* _WHAT NEEDS TO BE DONE_
Using the listing below, report how many lines contain the word "Okafor" and give no other words.

* _DATA LISTING_
= = =

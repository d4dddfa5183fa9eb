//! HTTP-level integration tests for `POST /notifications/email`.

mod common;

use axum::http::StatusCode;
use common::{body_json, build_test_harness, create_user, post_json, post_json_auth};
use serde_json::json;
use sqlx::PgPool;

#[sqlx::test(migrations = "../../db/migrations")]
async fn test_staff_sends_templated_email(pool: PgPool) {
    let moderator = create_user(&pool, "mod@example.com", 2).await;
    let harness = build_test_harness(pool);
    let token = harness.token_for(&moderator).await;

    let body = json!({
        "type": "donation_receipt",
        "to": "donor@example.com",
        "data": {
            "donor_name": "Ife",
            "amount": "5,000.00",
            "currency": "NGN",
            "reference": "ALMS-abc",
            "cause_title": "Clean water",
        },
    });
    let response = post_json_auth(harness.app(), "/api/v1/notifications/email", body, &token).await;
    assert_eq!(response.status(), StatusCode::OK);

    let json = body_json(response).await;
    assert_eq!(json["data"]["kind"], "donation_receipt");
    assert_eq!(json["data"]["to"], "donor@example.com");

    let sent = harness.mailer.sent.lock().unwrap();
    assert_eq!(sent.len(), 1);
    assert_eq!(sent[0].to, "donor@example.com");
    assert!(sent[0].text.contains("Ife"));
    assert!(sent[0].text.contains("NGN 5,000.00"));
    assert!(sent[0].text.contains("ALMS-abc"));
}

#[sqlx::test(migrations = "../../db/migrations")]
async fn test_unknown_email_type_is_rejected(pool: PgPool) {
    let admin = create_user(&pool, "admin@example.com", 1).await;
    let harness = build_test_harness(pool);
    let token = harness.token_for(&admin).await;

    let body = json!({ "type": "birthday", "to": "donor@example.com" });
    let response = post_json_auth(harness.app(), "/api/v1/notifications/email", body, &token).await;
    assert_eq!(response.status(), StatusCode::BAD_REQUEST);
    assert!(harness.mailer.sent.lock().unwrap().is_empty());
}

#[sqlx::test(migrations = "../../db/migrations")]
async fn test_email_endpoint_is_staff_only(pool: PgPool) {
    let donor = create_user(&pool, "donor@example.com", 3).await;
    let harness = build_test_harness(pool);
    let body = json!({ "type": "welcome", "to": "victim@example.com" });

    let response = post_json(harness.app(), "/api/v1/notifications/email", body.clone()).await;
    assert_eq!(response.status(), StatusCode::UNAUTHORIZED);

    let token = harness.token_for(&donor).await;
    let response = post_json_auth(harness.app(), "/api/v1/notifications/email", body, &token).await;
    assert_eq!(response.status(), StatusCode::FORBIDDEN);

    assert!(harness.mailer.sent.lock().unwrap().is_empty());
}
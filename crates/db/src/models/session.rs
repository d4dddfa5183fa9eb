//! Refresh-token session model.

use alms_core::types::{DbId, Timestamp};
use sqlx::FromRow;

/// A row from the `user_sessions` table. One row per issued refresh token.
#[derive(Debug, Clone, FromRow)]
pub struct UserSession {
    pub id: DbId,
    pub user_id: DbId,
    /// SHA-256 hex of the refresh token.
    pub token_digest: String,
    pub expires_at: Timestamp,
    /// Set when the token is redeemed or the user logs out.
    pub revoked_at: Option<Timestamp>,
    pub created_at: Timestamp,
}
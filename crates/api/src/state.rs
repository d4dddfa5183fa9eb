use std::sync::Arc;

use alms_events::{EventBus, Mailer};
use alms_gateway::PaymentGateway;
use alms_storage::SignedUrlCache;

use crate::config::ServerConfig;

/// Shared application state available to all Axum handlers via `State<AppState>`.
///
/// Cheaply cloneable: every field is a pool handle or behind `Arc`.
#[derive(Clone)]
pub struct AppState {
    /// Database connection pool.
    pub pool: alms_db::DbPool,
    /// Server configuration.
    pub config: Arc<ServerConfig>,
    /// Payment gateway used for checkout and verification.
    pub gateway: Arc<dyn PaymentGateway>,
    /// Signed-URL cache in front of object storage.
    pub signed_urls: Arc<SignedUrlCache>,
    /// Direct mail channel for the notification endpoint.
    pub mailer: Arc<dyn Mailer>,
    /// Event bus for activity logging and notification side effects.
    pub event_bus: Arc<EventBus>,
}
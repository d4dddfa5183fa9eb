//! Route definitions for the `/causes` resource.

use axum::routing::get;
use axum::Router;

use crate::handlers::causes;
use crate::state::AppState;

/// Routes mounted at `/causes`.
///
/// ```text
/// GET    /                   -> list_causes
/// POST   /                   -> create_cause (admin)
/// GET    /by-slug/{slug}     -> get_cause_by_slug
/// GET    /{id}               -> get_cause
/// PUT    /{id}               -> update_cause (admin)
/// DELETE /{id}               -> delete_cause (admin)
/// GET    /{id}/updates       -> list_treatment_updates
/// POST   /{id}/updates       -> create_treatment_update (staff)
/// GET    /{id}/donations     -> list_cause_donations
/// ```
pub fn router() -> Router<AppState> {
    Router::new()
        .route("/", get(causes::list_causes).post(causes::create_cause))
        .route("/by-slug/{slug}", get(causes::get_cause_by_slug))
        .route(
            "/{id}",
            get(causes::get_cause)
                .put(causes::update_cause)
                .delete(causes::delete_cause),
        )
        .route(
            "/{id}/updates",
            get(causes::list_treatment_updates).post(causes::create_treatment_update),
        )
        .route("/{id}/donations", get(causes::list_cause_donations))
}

= = =

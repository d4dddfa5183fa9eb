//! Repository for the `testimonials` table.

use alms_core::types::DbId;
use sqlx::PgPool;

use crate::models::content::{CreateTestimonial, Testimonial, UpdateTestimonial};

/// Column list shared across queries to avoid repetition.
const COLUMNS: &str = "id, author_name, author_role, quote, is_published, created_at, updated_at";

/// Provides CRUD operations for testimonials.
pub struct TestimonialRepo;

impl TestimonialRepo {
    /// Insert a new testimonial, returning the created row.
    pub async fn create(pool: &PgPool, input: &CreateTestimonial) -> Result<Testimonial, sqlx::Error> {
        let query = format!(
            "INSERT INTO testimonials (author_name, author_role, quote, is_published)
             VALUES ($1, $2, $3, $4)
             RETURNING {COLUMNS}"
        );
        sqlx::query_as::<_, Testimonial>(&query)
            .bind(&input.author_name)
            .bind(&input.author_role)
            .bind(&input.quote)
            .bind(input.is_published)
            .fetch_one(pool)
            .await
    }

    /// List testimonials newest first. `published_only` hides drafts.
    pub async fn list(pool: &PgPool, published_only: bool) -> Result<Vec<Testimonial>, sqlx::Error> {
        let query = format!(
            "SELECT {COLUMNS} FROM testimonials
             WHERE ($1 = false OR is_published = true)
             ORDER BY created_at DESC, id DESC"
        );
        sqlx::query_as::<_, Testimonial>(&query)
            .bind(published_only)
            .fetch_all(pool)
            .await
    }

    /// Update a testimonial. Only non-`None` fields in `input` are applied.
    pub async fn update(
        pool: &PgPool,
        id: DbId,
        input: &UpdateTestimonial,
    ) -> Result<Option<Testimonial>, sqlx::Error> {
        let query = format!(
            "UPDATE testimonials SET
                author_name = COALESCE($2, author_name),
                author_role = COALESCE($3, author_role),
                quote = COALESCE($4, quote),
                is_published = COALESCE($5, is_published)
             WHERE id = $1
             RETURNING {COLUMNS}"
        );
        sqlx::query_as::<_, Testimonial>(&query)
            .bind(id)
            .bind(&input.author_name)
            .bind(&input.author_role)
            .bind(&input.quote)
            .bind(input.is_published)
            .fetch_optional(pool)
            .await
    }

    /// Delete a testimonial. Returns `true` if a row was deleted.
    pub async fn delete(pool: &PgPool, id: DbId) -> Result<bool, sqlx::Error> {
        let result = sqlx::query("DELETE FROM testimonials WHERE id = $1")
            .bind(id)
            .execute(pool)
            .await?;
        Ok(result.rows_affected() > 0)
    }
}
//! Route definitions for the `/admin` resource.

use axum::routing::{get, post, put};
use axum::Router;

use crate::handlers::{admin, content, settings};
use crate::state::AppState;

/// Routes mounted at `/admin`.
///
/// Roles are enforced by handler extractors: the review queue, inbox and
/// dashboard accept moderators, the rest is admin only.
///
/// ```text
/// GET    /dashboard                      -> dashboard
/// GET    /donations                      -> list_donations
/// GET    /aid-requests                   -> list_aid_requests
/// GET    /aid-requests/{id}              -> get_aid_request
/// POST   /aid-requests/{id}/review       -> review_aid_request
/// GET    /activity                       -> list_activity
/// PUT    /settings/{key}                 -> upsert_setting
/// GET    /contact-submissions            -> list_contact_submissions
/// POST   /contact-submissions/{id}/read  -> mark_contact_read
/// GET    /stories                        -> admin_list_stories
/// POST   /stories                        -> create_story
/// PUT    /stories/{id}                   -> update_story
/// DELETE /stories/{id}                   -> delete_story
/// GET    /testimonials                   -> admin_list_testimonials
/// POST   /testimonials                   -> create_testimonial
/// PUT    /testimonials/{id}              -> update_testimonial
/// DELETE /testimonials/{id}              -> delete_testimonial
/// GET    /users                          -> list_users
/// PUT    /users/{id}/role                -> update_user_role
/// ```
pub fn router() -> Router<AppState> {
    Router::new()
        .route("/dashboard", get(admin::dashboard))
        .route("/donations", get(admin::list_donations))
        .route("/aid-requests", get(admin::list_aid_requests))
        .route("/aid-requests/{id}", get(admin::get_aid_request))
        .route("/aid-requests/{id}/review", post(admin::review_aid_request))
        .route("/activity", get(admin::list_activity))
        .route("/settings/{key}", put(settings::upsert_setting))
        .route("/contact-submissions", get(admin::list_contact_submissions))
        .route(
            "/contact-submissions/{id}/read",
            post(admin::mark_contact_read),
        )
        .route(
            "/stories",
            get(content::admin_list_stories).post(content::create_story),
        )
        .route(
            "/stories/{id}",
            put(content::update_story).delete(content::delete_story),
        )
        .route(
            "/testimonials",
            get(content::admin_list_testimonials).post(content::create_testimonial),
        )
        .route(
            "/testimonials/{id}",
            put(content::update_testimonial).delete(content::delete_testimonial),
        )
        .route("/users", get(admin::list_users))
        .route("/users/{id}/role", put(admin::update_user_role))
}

= = =

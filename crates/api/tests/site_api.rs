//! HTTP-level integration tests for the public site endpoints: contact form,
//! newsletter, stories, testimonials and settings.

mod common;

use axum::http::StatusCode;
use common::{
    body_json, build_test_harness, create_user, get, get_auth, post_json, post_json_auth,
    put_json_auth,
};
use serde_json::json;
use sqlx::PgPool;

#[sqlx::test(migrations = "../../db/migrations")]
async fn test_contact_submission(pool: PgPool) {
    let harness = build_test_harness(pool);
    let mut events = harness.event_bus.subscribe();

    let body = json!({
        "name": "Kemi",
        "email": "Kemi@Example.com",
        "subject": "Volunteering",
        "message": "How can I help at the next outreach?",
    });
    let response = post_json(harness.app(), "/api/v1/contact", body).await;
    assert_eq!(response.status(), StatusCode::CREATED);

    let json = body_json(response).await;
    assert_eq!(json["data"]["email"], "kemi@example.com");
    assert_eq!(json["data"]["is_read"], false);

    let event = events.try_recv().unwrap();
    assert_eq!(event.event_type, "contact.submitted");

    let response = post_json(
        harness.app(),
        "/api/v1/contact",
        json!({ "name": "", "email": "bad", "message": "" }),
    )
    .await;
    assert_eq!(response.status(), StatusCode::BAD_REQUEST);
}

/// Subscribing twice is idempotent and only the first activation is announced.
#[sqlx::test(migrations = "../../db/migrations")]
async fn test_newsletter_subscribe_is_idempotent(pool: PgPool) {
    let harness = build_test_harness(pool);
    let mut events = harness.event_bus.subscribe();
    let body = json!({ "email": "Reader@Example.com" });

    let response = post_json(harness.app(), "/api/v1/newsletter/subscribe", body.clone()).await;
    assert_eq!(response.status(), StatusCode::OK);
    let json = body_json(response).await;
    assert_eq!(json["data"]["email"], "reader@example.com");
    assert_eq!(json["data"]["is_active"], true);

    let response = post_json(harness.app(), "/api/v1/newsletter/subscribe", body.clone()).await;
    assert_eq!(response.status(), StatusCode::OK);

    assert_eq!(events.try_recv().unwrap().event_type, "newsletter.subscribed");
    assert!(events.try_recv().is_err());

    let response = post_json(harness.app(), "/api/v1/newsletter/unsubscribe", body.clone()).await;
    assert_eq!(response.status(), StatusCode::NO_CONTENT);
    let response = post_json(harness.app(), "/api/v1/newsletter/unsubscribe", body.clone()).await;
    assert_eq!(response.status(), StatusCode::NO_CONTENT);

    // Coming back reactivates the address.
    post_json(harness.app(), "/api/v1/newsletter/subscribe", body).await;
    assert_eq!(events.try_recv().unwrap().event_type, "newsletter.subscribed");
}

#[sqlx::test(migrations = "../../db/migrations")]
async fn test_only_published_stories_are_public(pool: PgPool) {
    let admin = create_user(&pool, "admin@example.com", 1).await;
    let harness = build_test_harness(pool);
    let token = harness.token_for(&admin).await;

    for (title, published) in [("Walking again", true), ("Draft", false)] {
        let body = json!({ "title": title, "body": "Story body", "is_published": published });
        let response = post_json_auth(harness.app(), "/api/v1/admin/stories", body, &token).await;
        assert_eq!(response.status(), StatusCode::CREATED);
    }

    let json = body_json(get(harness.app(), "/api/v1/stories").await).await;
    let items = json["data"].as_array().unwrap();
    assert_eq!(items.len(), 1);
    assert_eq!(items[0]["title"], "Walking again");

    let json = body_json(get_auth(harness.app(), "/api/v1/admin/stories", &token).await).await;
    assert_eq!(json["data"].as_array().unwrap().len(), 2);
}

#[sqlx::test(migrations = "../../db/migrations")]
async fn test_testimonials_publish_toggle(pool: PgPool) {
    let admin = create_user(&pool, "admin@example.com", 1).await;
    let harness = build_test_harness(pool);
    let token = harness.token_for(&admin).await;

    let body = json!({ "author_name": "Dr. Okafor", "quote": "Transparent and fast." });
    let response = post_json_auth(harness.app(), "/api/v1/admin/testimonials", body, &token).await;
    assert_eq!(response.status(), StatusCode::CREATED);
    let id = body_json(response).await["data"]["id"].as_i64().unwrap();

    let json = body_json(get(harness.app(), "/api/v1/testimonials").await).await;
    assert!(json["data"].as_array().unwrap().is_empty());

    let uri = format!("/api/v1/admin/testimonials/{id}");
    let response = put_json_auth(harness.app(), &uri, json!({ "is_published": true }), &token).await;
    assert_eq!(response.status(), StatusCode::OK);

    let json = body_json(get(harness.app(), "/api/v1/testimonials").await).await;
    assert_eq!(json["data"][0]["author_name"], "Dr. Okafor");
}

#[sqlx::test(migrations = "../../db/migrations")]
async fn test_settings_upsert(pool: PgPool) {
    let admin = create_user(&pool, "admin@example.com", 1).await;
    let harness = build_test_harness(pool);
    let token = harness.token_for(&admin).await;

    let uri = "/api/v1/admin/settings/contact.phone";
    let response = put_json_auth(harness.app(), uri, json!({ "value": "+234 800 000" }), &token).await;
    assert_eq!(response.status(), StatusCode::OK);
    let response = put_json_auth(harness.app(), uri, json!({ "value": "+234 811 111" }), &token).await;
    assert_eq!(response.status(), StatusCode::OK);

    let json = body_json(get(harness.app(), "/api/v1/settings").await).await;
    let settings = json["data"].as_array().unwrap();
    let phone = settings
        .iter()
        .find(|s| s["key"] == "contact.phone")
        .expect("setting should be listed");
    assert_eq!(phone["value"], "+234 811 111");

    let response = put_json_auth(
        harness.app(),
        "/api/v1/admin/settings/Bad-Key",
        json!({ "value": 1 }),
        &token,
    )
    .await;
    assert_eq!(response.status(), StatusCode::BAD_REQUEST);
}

= = =

* _ANSWER BELOW_
2